-------- Input material

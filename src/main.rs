use anyhow::{bail, Context, Result};
use campus_timetable_engine::parser::{load_config_or_default, validate_config};
use campus_timetable_engine::reporter::{generate_reports, load_report, print_summary, OutputFormat};
use campus_timetable_engine::scheduler::generate_timetables;
use campus_timetable_engine::types::{Config, SubjectConfig, Year, YearConfig};
use campus_timetable_engine::validator::validate;
use clap::{Parser, Subcommand};
use colored::Colorize;
use std::collections::BTreeMap;
use std::path::PathBuf;

#[derive(Parser)]
#[command(name = "campus-timetable-engine")]
#[command(about = "Constraint-based multi-year timetable construction engine")]
#[command(version)]
struct Cli {
    #[command(subcommand)]
    command: Commands,
}

#[derive(Subcommand)]
enum Commands {
    /// Build a timetable for one or more academic years from a config file
    Generate {
        /// Path to a TOML or JSON config file
        #[arg(short, long, default_value = "./config.toml")]
        config: PathBuf,

        /// Comma-separated years to build: SY, TY, BTech (default: all three)
        #[arg(short, long)]
        years: Option<String>,

        /// Output directory for generated reports
        #[arg(short, long, default_value = "./output")]
        output: PathBuf,

        /// Output format(s): json, markdown, text, or all
        #[arg(short, long, default_value = "all")]
        format: String,

        /// RNG seed, for a reproducible run
        #[arg(long, default_value_t = 42)]
        seed: u64,

        /// Suppress the progress bar
        #[arg(short, long)]
        quiet: bool,
    },

    /// Re-validate a previously generated report file
    Validate {
        /// Path to a `<year>.json` report written by `generate`
        #[arg(short, long)]
        report: PathBuf,

        /// Show every diagnostic, not just the summary
        #[arg(short, long)]
        verbose: bool,
    },

    /// Run the pipeline against a small built-in config, for a quick look
    Demo {
        /// Output directory for generated reports
        #[arg(short, long, default_value = "./output")]
        output: PathBuf,
    },
}

fn main() -> Result<()> {
    let cli = Cli::parse();

    match cli.command {
        Commands::Generate {
            config,
            years,
            output,
            format,
            seed,
            quiet,
        } => run_generate(&config, years.as_deref(), &output, &format, seed, quiet),
        Commands::Validate { report, verbose } => run_validate(&report, verbose),
        Commands::Demo { output } => run_demo(&output),
    }
}

fn parse_years(spec: Option<&str>) -> Result<Vec<Year>> {
    match spec {
        None => Ok(Year::default_priority_order().to_vec()),
        Some(spec) => spec
            .split(',')
            .map(|s| match s.trim() {
                "SY" => Ok(Year::Sy),
                "TY" => Ok(Year::Ty),
                "BTech" => Ok(Year::BTech),
                other => bail!("unknown year '{other}', expected SY, TY, or BTech"),
            })
            .collect(),
    }
}

fn parse_formats(format: &str) -> Vec<OutputFormat> {
    if format.eq_ignore_ascii_case("all") {
        return vec![OutputFormat::Json, OutputFormat::Markdown, OutputFormat::Text];
    }
    format
        .split(',')
        .filter_map(|f| match f.trim().to_lowercase().as_str() {
            "json" => Some(OutputFormat::Json),
            "markdown" | "md" => Some(OutputFormat::Markdown),
            "text" | "txt" => Some(OutputFormat::Text),
            _ => None,
        })
        .collect()
}

fn run_generate(
    config_path: &PathBuf,
    years: Option<&str>,
    output: &PathBuf,
    format: &str,
    seed: u64,
    quiet: bool,
) -> Result<()> {
    let config = load_config_or_default(config_path).context("failed to load config")?;
    let config_warnings = validate_config(&config);
    if !quiet {
        for w in &config_warnings {
            println!("{} {}", "warning:".yellow(), w);
        }
    }

    let years = parse_years(years)?;
    let formats = parse_formats(format);

    let (schedules, diagnostics, elapsed) = generate_timetables(&config, &years, seed, quiet);

    for schedule in &schedules {
        let report = validate(&schedule.dataset, &schedule.state, schedule.year);
        generate_reports(&schedule.dataset, &schedule.state, &report, output, &formats)?;
        if !quiet {
            print_summary(&report);
        }
    }

    if !quiet {
        println!(
            "built {} year(s) in {:?}, {} total diagnostic(s)",
            schedules.len(),
            elapsed,
            diagnostics.len()
        );
        println!("reports written to: {}", output.display().to_string().green());
    }

    Ok(())
}

fn run_validate(report_path: &PathBuf, verbose: bool) -> Result<()> {
    let (year, dataset, state) = load_report(report_path).context("failed to load report")?;
    let report = validate(&dataset, &state, year);

    print_summary(&report);
    if verbose {
        for d in &report.diagnostics {
            println!("  ! {d}");
        }
    }

    if !report.is_feasible {
        bail!("{year} is not feasible (hard cost {:.1})", report.hard_cost);
    }
    Ok(())
}

fn run_demo(output: &PathBuf) -> Result<()> {
    println!("{}", "Campus Timetable Engine Demo".bold().cyan());
    println!("{}", "-".repeat(40));

    let config = demo_config();
    let years = Year::default_priority_order().to_vec();
    let (schedules, diagnostics, elapsed) = generate_timetables(&config, &years, 7, false);

    for schedule in &schedules {
        let report = validate(&schedule.dataset, &schedule.state, schedule.year);
        generate_reports(
            &schedule.dataset,
            &schedule.state,
            &report,
            output,
            &[OutputFormat::Json, OutputFormat::Markdown, OutputFormat::Text],
        )?;
        print_summary(&report);
    }

    println!(
        "built {} year(s) in {:?}, {} total diagnostic(s)",
        schedules.len(),
        elapsed,
        diagnostics.len()
    );
    println!("reports written to: {}", output.display().to_string().green());
    Ok(())
}

fn demo_config() -> Config {
    let mut years = BTreeMap::new();
    years.insert(
        Year::Sy,
        YearConfig {
            semester: Some("I".to_string()),
            subjects: vec![
                SubjectConfig {
                    name: "Engineering Mathematics".to_string(),
                    hours: 4,
                    labs: 0,
                    lab_name: None,
                    lab_hours: 0,
                },
                SubjectConfig {
                    name: "Programming Fundamentals".to_string(),
                    hours: 3,
                    labs: 1,
                    lab_name: Some("Programming Lab".to_string()),
                    lab_hours: 2,
                },
            ],
        },
    );
    years.insert(
        Year::Ty,
        YearConfig {
            semester: Some("I".to_string()),
            subjects: vec![SubjectConfig {
                name: "Database Systems".to_string(),
                hours: 3,
                labs: 1,
                lab_name: Some("Database Lab".to_string()),
                lab_hours: 2,
            }],
        },
    );
    years.insert(
        Year::BTech,
        YearConfig {
            semester: Some("I".to_string()),
            subjects: vec![SubjectConfig {
                name: "Distributed Systems".to_string(),
                hours: 3,
                labs: 1,
                lab_name: Some("Networks Lab".to_string()),
                lab_hours: 2,
            }],
        },
    );

    let mut batches = BTreeMap::new();
    batches.insert(Year::Sy, 2);
    batches.insert(Year::Ty, 2);
    batches.insert(Year::BTech, 1);

    Config {
        num_classrooms: 4,
        num_labs: 2,
        lab_names: Some(vec!["Lab A".to_string(), "Lab B".to_string()]),
        batches,
        timings: Default::default(),
        years,
    }
}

----------------

_Directions for this task_.
Return each line of the entries that holds the string "state".

_Answer for the task_.
        let report = validate(&schedule.dataset, &schedule.state, schedule.year);
        generate_reports(&schedule.dataset, &schedule.state, &report, output, &formats)?;
    let (year, dataset, state) = load_report(report_path).context("failed to load report")?;
    let report = validate(&dataset, &state, year);
        let report = validate(&schedule.dataset, &schedule.state, schedule.year);
            &schedule.state,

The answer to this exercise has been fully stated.